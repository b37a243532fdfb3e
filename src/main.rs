use std::ffi::OsStr;
use std::fs;
use std::path::{Path, PathBuf};
use std::thread::sleep;
use std::time::Duration;

use clap::{Parser, Subcommand};
use colored::Colorize;
use hotwatch::notify::Event;
use hotwatch::{
    blocking::{Flow, Hotwatch},
    EventKind,
};
use miette::{bail, IntoDiagnostic, Result};
use simple_logger::SimpleLogger;

use marie::{assemble, Machine, Stdio, Step, Word};

/// Marie is an assembler and simulator for the MARIE accumulator machine.
#[derive(Parser)]
#[command(version)]
struct Args {
    #[command(subcommand)]
    command: Option<Command>,

    /// Quickly provide a `.mas` file to run
    path: Option<PathBuf>,
}

#[derive(Subcommand)]
enum Command {
    /// Run text `.mas` or binary `.mex` file directly and output to terminal
    Run {
        /// `.mas` or `.mex` file to run
        name: PathBuf,
        /// Produce minimal output, suited for blackbox tests
        #[arg(short, long)]
        minimal: bool,
        /// Give up after this many instructions
        #[arg(long)]
        max_cycles: Option<u64>,
    },
    /// Create binary `.mex` memory image to run later
    Compile {
        /// `.mas` file to compile
        name: PathBuf,
        /// Destination to output `.mex` file
        dest: Option<PathBuf>,
    },
    /// Check a `.mas` file without running or outputting binary
    Check {
        /// File to check
        name: PathBuf,
    },
    /// Place a watch on a `.mas` file to receive constant assembler updates
    Watch {
        /// `.mas` file to watch
        name: PathBuf,
    },
}

fn main() -> miette::Result<()> {
    use MsgColor::*;
    let args = Args::parse();
    marie::env::init();
    SimpleLogger::new()
        .with_level(marie::env::log_level())
        .init()
        .into_diagnostic()?;

    miette::set_hook(Box::new(|_| {
        Box::new(miette::MietteHandlerOpts::new().build())
    }))?;

    if let Some(command) = args.command {
        match command {
            Command::Run {
                name,
                minimal,
                max_cycles,
            } => run(&name, minimal, max_cycles),
            Command::Compile { name, dest } => {
                file_message(Green, "Assembling", &name);
                let contents = fs::read_to_string(&name).into_diagnostic()?;
                let air = assemble(&contents)?;

                let out_file_name = dest.unwrap_or_else(|| name.with_extension("mex"));
                let bytes: Vec<u8> = air
                    .image()
                    .iter()
                    .flat_map(|word| word.to_be_bytes())
                    .collect();
                fs::write(&out_file_name, bytes).into_diagnostic()?;

                message(Green, "Finished", &format!("emit {} words", air.len()));
                file_message(Green, "Saved", &out_file_name);
                Ok(())
            }
            Command::Check { name } => {
                file_message(Green, "Checking", &name);
                let contents = fs::read_to_string(&name).into_diagnostic()?;
                let air = assemble(&contents)?;
                message(
                    Green,
                    "Success",
                    &format!(
                        "no errors found! ({} words, {} labels)",
                        air.len(),
                        air.symbols().len()
                    ),
                );
                Ok(())
            }
            Command::Watch { name } => {
                if !name.exists() {
                    bail!("File does not exist. Exiting...")
                }
                // Vim breaks if watching a single file
                let folder_path = match name.parent() {
                    Some(pth) if pth.is_dir() => pth.to_path_buf(),
                    _ => Path::new(".").to_path_buf(),
                };

                // Clear screen and move cursor to top left
                print!("\x1B[2J\x1B[2;1H");
                file_message(Green, "Watching", &name);
                message(Cyan, "Help", "press CTRL+C to exit");

                let mut watcher = Hotwatch::new_with_custom_delay(Duration::from_millis(500))
                    .into_diagnostic()?;

                watcher
                    .watch(folder_path, move |event: Event| match event.kind {
                        // Watch remove for vim changes
                        EventKind::Modify(_) | EventKind::Remove(_) => {
                            print!("\x1B[2J\x1B[2;1H");
                            file_message(Green, "Watching", &name);
                            message(Green, "Re-checking", "file change detected");
                            message(Cyan, "Help", "press CTRL+C to exit");

                            // Let the editor finish writing
                            sleep(Duration::from_millis(50));

                            let contents = match fs::read_to_string(&name) {
                                Ok(cts) => cts,
                                Err(e) => {
                                    eprintln!("{e}. Exiting...");
                                    return Flow::Exit;
                                }
                            };
                            match assemble(&contents) {
                                Ok(_) => message(Green, "Success", "no errors found!"),
                                Err(e) => println!("\n{:?}", miette::Report::new(e)),
                            }
                            Flow::Continue
                        }
                        _ => Flow::Continue,
                    })
                    .into_diagnostic()?;
                watcher.run();
                Ok(())
            }
        }
    } else if let Some(path) = args.path {
        run(&path, false, None)
    } else {
        println!("\n~ marie v{VERSION} ~");
        println!("{}", LOGO.truecolor(255, 183, 197).bold());
        println!("{SHORT_INFO}");
        Ok(())
    }
}

#[allow(unused)]
enum MsgColor {
    Green,
    Cyan,
    Red,
}

fn file_message(color: MsgColor, left: &str, right: &Path) {
    let right = format!("target {}", right.display());
    message(color, left, &right);
}

fn message(color: MsgColor, left: &str, right: &str) {
    let left = match color {
        MsgColor::Green => left.green(),
        MsgColor::Cyan => left.cyan(),
        MsgColor::Red => left.red(),
    };
    println!("{left:>12} {right}");
}

fn run(name: &Path, minimal: bool, max_cycles: Option<u64>) -> Result<()> {
    if !minimal {
        file_message(MsgColor::Green, "Assembling", name);
    }
    let image = load_image(name)?;
    let mut machine = Machine::from_raw(&image)?;
    let mut console = Stdio::new();

    if !minimal {
        message(MsgColor::Green, "Running", &format!("{} words", image.len()));
    }
    match max_cycles {
        Some(max) => {
            if machine.run_limited(&mut console, max)? == Step::Continue {
                bail!("Program did not halt within {max} cycles")
            }
        }
        None => machine.run(&mut console)?,
    }

    if !minimal {
        message(
            MsgColor::Cyan,
            "Halted",
            &format!("after {} cycles", machine.cycles()),
        );
        file_message(MsgColor::Green, "Completed", name);
    }
    Ok(())
}

/// Memory image of a source file or of a binary produced by `compile`
fn load_image(name: &Path) -> Result<Vec<Word>> {
    match name.extension().and_then(OsStr::to_str) {
        Some("mex") => {
            let buffer = fs::read(name).into_diagnostic()?;
            if buffer.len() % 2 != 0 {
                bail!("File is not aligned to 16 bits")
            }
            Ok(buffer
                .chunks_exact(2)
                .map(|word| u16::from_be_bytes([word[0], word[1]]))
                .collect())
        }
        Some("mas") => {
            let contents = fs::read_to_string(name).into_diagnostic()?;
            Ok(assemble(&contents)?.image())
        }
        Some(_) => bail!("File has unknown extension. Exiting..."),
        None => bail!("File has no extension. Exiting..."),
    }
}

const LOGO: &str = r#"
 __  __    _    ____  ___ _____
|  \/  |  / \  |  _ \|_ _| ____|
| |\/| | / _ \ | |_) || ||  _|
| |  | |/ ___ \|  _ < | || |___
|_|  |_/_/   \_\_| \_\___|_____|"#;

const SHORT_INFO: &str = r"
Welcome to marie, an assembler and simulator for the MARIE accumulator machine.
Please use `-h` or `--help` to access the usage instructions and documentation.
";

const VERSION: &str = env!("CARGO_PKG_VERSION");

+-------+

• [DESCRIPTION OF THE TASK]: An exact reproduction of the data is required. Leave nothing out.

• [RESULT OF THIS TASK]:
repository b37a243532fdfb3e
filename src/main.rs
use std::ffi::OsStr;
use std::fs;
use std::path::{Path, PathBuf};
use std::thread::sleep;
use std::time::Duration;

use clap::{Parser, Subcommand};
use colored::Colorize;
use hotwatch::notify::Event;
use hotwatch::{
    blocking::{Flow, Hotwatch},
    EventKind,
};
use miette::{bail, IntoDiagnostic, Result};
use simple_logger::SimpleLogger;

use marie::{assemble, Machine, Stdio, Step, Word};

/// Marie is an assembler and simulator for the MARIE accumulator machine.
#[derive(Parser)]
#[command(version)]
struct Args {
    #[command(subcommand)]
    command: Option<Command>,

    /// Quickly provide a `.mas` file to run
    path: Option<PathBuf>,
}

#[derive(Subcommand)]
enum Command {
    /// Run text `.mas` or binary `.mex` file directly and output to terminal
    Run {
        /// `.mas` or `.mex` file to run
        name: PathBuf,
        /// Produce minimal output, suited for blackbox tests
        #[arg(short, long)]
        minimal: bool,
        /// Give up after this many instructions
        #[arg(long)]
        max_cycles: Option<u64>,
    },
    /// Create binary `.mex` memory image to run later
    Compile {
        /// `.mas` file to compile
        name: PathBuf,
        /// Destination to output `.mex` file
        dest: Option<PathBuf>,
    },
    /// Check a `.mas` file without running or outputting binary
    Check {
        /// File to check
        name: PathBuf,
    },
    /// Place a watch on a `.mas` file to receive constant assembler updates
    Watch {
        /// `.mas` file to watch
        name: PathBuf,
    },
}

fn main() -> miette::Result<()> {
    use MsgColor::*;
    let args = Args::parse();
    marie::env::init();
    SimpleLogger::new()
        .with_level(marie::env::log_level())
        .init()
        .into_diagnostic()?;

    miette::set_hook(Box::new(|_| {
        Box::new(miette::MietteHandlerOpts::new().build())
    }))?;

    if let Some(command) = args.command {
        match command {
            Command::Run {
                name,
                minimal,
                max_cycles,
            } => run(&name, minimal, max_cycles),
            Command::Compile { name, dest } => {
                file_message(Green, "Assembling", &name);
                let contents = fs::read_to_string(&name).into_diagnostic()?;
                let air = assemble(&contents)?;

                let out_file_name = dest.unwrap_or_else(|| name.with_extension("mex"));
                let bytes: Vec<u8> = air
                    .image()
                    .iter()
                    .flat_map(|word| word.to_be_bytes())
                    .collect();
                fs::write(&out_file_name, bytes).into_diagnostic()?;

                message(Green, "Finished", &format!("emit {} words", air.len()));
                file_message(Green, "Saved", &out_file_name);
                Ok(())
            }
            Command::Check { name } => {
                file_message(Green, "Checking", &name);
                let contents = fs::read_to_string(&name).into_diagnostic()?;
                let air = assemble(&contents)?;
                message(
                    Green,
                    "Success",
                    &format!(
                        "no errors found! ({} words, {} labels)",
                        air.len(),
                        air.symbols().len()
                    ),
                );
                Ok(())
            }
            Command::Watch { name } => {
                if !name.exists() {
                    bail!("File does not exist. Exiting...")
                }
                // Vim breaks if watching a single file
                let folder_path = match name.parent() {
                    Some(pth) if pth.is_dir() => pth.to_path_buf(),
                    _ => Path::new(".").to_path_buf(),
                };

                // Clear screen and move cursor to top left
                print!("\x1B[2J\x1B[2;1H");
                file_message(Green, "Watching", &name);
                message(Cyan, "Help", "press CTRL+C to exit");

                let mut watcher = Hotwatch::new_with_custom_delay(Duration::from_millis(500))
                    .into_diagnostic()?;

                watcher
                    .watch(folder_path, move |event: Event| match event.kind {
                        // Watch remove for vim changes
                        EventKind::Modify(_) | EventKind::Remove(_) => {
                            print!("\x1B[2J\x1B[2;1H");
                            file_message(Green, "Watching", &name);
                            message(Green, "Re-checking", "file change detected");
                            message(Cyan, "Help", "press CTRL+C to exit");

                            // Let the editor finish writing
                            sleep(Duration::from_millis(50));

                            let contents = match fs::read_to_string(&name) {
                                Ok(cts) => cts,
                                Err(e) => {
                                    eprintln!("{e}. Exiting...");
                                    return Flow::Exit;
                                }
                            };
                            match assemble(&contents) {
                                Ok(_) => message(Green, "Success", "no errors found!"),
                                Err(e) => println!("\n{:?}", miette::Report::new(e)),
                            }
                            Flow::Continue
                        }
                        _ => Flow::Continue,
                    })
                    .into_diagnostic()?;
                watcher.run();
                Ok(())
            }
        }
    } else if let Some(path) = args.path {
        run(&path, false, None)
    } else {
        println!("\n~ marie v{VERSION} ~");
        println!("{}", LOGO.truecolor(255, 183, 197).bold());
        println!("{SHORT_INFO}");
        Ok(())
    }
}

#[allow(unused)]
enum MsgColor {
    Green,
    Cyan,
    Red,
}

fn file_message(color: MsgColor, left: &str, right: &Path) {
    let right = format!("target {}", right.display());
    message(color, left, &right);
}

fn message(color: MsgColor, left: &str, right: &str) {
    let left = match color {
        MsgColor::Green => left.green(),
        MsgColor::Cyan => left.cyan(),
        MsgColor::Red => left.red(),
    };
    println!("{left:>12} {right}");
}

fn run(name: &Path, minimal: bool, max_cycles: Option<u64>) -> Result<()> {
    if !minimal {
        file_message(MsgColor::Green, "Assembling", name);
    }
    let image = load_image(name)?;
    let mut machine = Machine::from_raw(&image)?;
    let mut console = Stdio::new();

    if !minimal {
        message(MsgColor::Green, "Running", &format!("{} words", image.len()));
    }
    match max_cycles {
        Some(max) => {
            if machine.run_limited(&mut console, max)? == Step::Continue {
                bail!("Program did not halt within {max} cycles")
            }
        }
        None => machine.run(&mut console)?,
    }

    if !minimal {
        message(
            MsgColor::Cyan,
            "Halted",
            &format!("after {} cycles", machine.cycles()),
        );
        file_message(MsgColor::Green, "Completed", name);
    }
    Ok(())
}

/// Memory image of a source file or of a binary produced by `compile`
fn load_image(name: &Path) -> Result<Vec<Word>> {
    match name.extension().and_then(OsStr::to_str) {
        Some("mex") => {
            let buffer = fs::read(name).into_diagnostic()?;
            if buffer.len() % 2 != 0 {
                bail!("File is not aligned to 16 bits")
            }
            Ok(buffer
                .chunks_exact(2)
                .map(|word| u16::from_be_bytes([word[0], word[1]]))
                .collect())
        }
        Some("mas") => {
            let contents = fs::read_to_string(name).into_diagnostic()?;
            Ok(assemble(&contents)?.image())
        }
        Some(_) => bail!("File has unknown extension. Exiting..."),
        None => bail!("File has no extension. Exiting..."),
    }
}

const LOGO: &str = r#"
 __  __    _    ____  ___ _____
|  \/  |  / \  |  _ \|_ _| ____|
| |\/| | / _ \ | |_) || ||  _|
| |  | |/ ___ \|  _ < | || |___
|_|  |_/_/   \_\_| \_\___|_____|"#;

const SHORT_INFO: &str = r"
Welcome to marie, an assembler and simulator for the MARIE accumulator machine.
Please use `-h` or `--help` to access the usage instructions and documentation.
";

const VERSION: &str = env!("CARGO_PKG_VERSION");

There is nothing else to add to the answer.